You might say that Molaskey is married to jazz, thanks to her being the wife of the great jazz guitarist John Pizzarelli. If he gives her jazz, she gives him a stylish and effective interpreter who makes exquisite acting choices within his arrangements. In her current show, Pizzarelli and his trio play backup to Molaskey’s vocals, and it’s a treat to see her step forward and command the spotlight. Of course, Pizzarelli is nothing if not irrepressible and he has his moments in the show, as well. But they are mostly confined to some wickedly funny banter with his wife, and a couple of very clever duets. For the rest of the evening, Molaskey simply has one of the best backup bands in the world with Pizzarelli on guitar, her brother-in-law Martin Pizzarelli on bass, and Larry Fuller on piano. (She’ll have yet another superb backup band on June 22, 29, and 30 when the Ray Kennedy Ensemble substitutes for the previously committed Pizzarellis.)
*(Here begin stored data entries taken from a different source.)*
// Copyright 2026 Phillip Cloud
// Licensed under the Apache License, Version 2.0

#[derive(Debug, Clone, Copy, PartialEq, Eq, PartialOrd, Ord, Hash)]
pub struct ListenerId(u64);

/// Document-level click handlers. Each variant names the component that
/// reacts; the page controller routes to it.
#[derive(Debug, Clone, Copy, PartialEq, Eq)]
pub enum DocumentHandler {
    WheelOutsideClick,
    SelectSweep,
}

#[derive(Debug, Clone, Copy, PartialEq, Eq)]
pub enum Propagation {
    Continue,
    Stop,
}

/// Listeners registered on the document, in registration order.
#[derive(Debug, Clone, Default)]
pub struct ListenerSet {
    next_id: u64,
    entries: Vec<(ListenerId, DocumentHandler)>,
}

impl ListenerSet {
    pub fn new() -> Self {
        Self::default()
    }

    pub fn add(&mut self, handler: DocumentHandler) -> ListenerId {
        self.next_id += 1;
        let id = ListenerId(self.next_id);
        self.entries.push((id, handler));
        id
    }

    pub fn remove(&mut self, id: ListenerId) -> bool {
        let before = self.entries.len();
        self.entries.retain(|(entry, _)| *entry != id);
        self.entries.len() != before
    }

    pub fn contains(&self, id: ListenerId) -> bool {
        self.entries.iter().any(|(entry, _)| *entry == id)
    }

    pub fn listener_count(&self) -> usize {
        self.entries.len()
    }

    pub fn count_of(&self, handler: DocumentHandler) -> usize {
        self.entries
            .iter()
            .filter(|(_, entry)| *entry == handler)
            .count()
    }

    /// Listeners present when a click starts. Handlers added while the click
    /// is being dispatched do not see that click.
    pub fn snapshot(&self) -> Vec<(ListenerId, DocumentHandler)> {
        self.entries.clone()
    }
}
Molaskey begins her show on a daring note; rather than opening with an uptempo tune, she starts with Sting’s “Heavy Cloud, No Rain” a wry number that demands that you listen closely to the lyric. She not only sings it well, she acts it so sharply that she pulls the audience in and grabs them in her own very special way. She eases into the jazz idiom with a striding version of the country classic, “Walkin’ After Midnight” and an easy, delicate take on “I’m Gonna Sit Right Down and Write Myself a Letter.”
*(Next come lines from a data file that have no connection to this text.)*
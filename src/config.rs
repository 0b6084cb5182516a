// ABOUTME: Environment-based configuration for source credentials, endpoints, and storage
// ABOUTME: Placeholder credential sentinel disables the paid source without being an error
//
// SPDX-License-Identifier: MIT OR Apache-2.0
// Copyright (c) 2025 Leafy

use std::env;
use std::path::PathBuf;
use tracing::info;

/// Sentinel value shipped in example configuration; treated as "no credential".
pub const API_KEY_PLACEHOLDER: &str = "YOUR_API_KEY_HERE";

const DEFAULT_SPOONACULAR_BASE_URL: &str = "https://api.spoonacular.com/recipes";
const DEFAULT_MEALDB_BASE_URL: &str = "https://www.themealdb.com/api/json/v1/1";

/// Runtime configuration for the recipe core, resolved from the environment.
#[derive(Debug, Clone)]
pub struct LeafyConfig {
    /// Spoonacular API key. `None` disables the primary adapter entirely.
    pub spoonacular_api_key: Option<String>,
    /// Base URL for the primary source, overridable for staging/tests.
    pub spoonacular_base_url: String,
    /// Base URL for the community source, overridable for staging/tests.
    pub mealdb_base_url: String,
    /// Directory holding the local recipe store file.
    pub data_dir: PathBuf,
}

impl LeafyConfig {
    /// Resolve configuration from `LEAFY_*` environment variables.
    ///
    /// Absent or placeholder credentials silently downgrade capability; this
    /// function never fails.
    #[must_use]
    pub fn from_env() -> Self {
        let spoonacular_api_key = env::var("LEAFY_SPOONACULAR_API_KEY")
            .ok()
            .filter(|key| !key.trim().is_empty() && key != API_KEY_PLACEHOLDER);

        if spoonacular_api_key.is_none() {
            info!("no Spoonacular API key configured, primary source disabled");
        }

        Self {
            spoonacular_api_key,
            spoonacular_base_url: env::var("LEAFY_SPOONACULAR_BASE_URL")
                .unwrap_or_else(|_| DEFAULT_SPOONACULAR_BASE_URL.to_owned()),
            mealdb_base_url: env::var("LEAFY_MEALDB_BASE_URL")
                .unwrap_or_else(|_| DEFAULT_MEALDB_BASE_URL.to_owned()),
            data_dir: env::var("LEAFY_DATA_DIR").map_or_else(|_| default_data_dir(), PathBuf::from),
        }
    }

    /// Path of the single storage slot holding the serialized user recipes.
    #[must_use]
    pub fn store_path(&self) -> PathBuf {
        self.data_dir.join("user_recipes.json")
    }
}

impl Default for LeafyConfig {
    fn default() -> Self {
        Self {
            spoonacular_api_key: None,
            spoonacular_base_url: DEFAULT_SPOONACULAR_BASE_URL.to_owned(),
            mealdb_base_url: DEFAULT_MEALDB_BASE_URL.to_owned(),
            data_dir: default_data_dir(),
        }
    }
}

fn default_data_dir() -> PathBuf {
    dirs::data_dir()
        .unwrap_or_else(|| PathBuf::from("."))
        .join("leafy")
}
After having established a musical beachhead with three very different songs, she starts to talk. Funny, quick-witted, and entirely in the moment, her patter is a pleasure. It’s even funnier when her husband pipes up and they start kidding around. Their obvious enjoyment of each other is a voyeur’s delight: think of them as a modern day version of Hepburn and Tracy or the jazz version of Nick & Nora Charles.

Finally, though, the show is about Molaskey and the music. She sings Jason Robert Brown’s neo-standard “Stars and the Moon,” which she introduced in Songs From a New World at the old WPA theatre over a decade ago. Her interpretation is perfection, just as it is when she sings something even newer: Michael John LaChiusa’s “There Will be a Miracle” (from See What I Wanna See).

But for all the famous songwriters represented in the show, such as Harold Arlen, Antonio Carlos Jobim, Billy Joel, and Vincent Youmans, the most fun of all were her performances of two songs that she and Pizzarelli wrote together. We were particularly taken with “Knowing You.” It is on the one hand, deliciously personal, while managing to gain a universal appeal. The same can be said of Jessica Molaskey.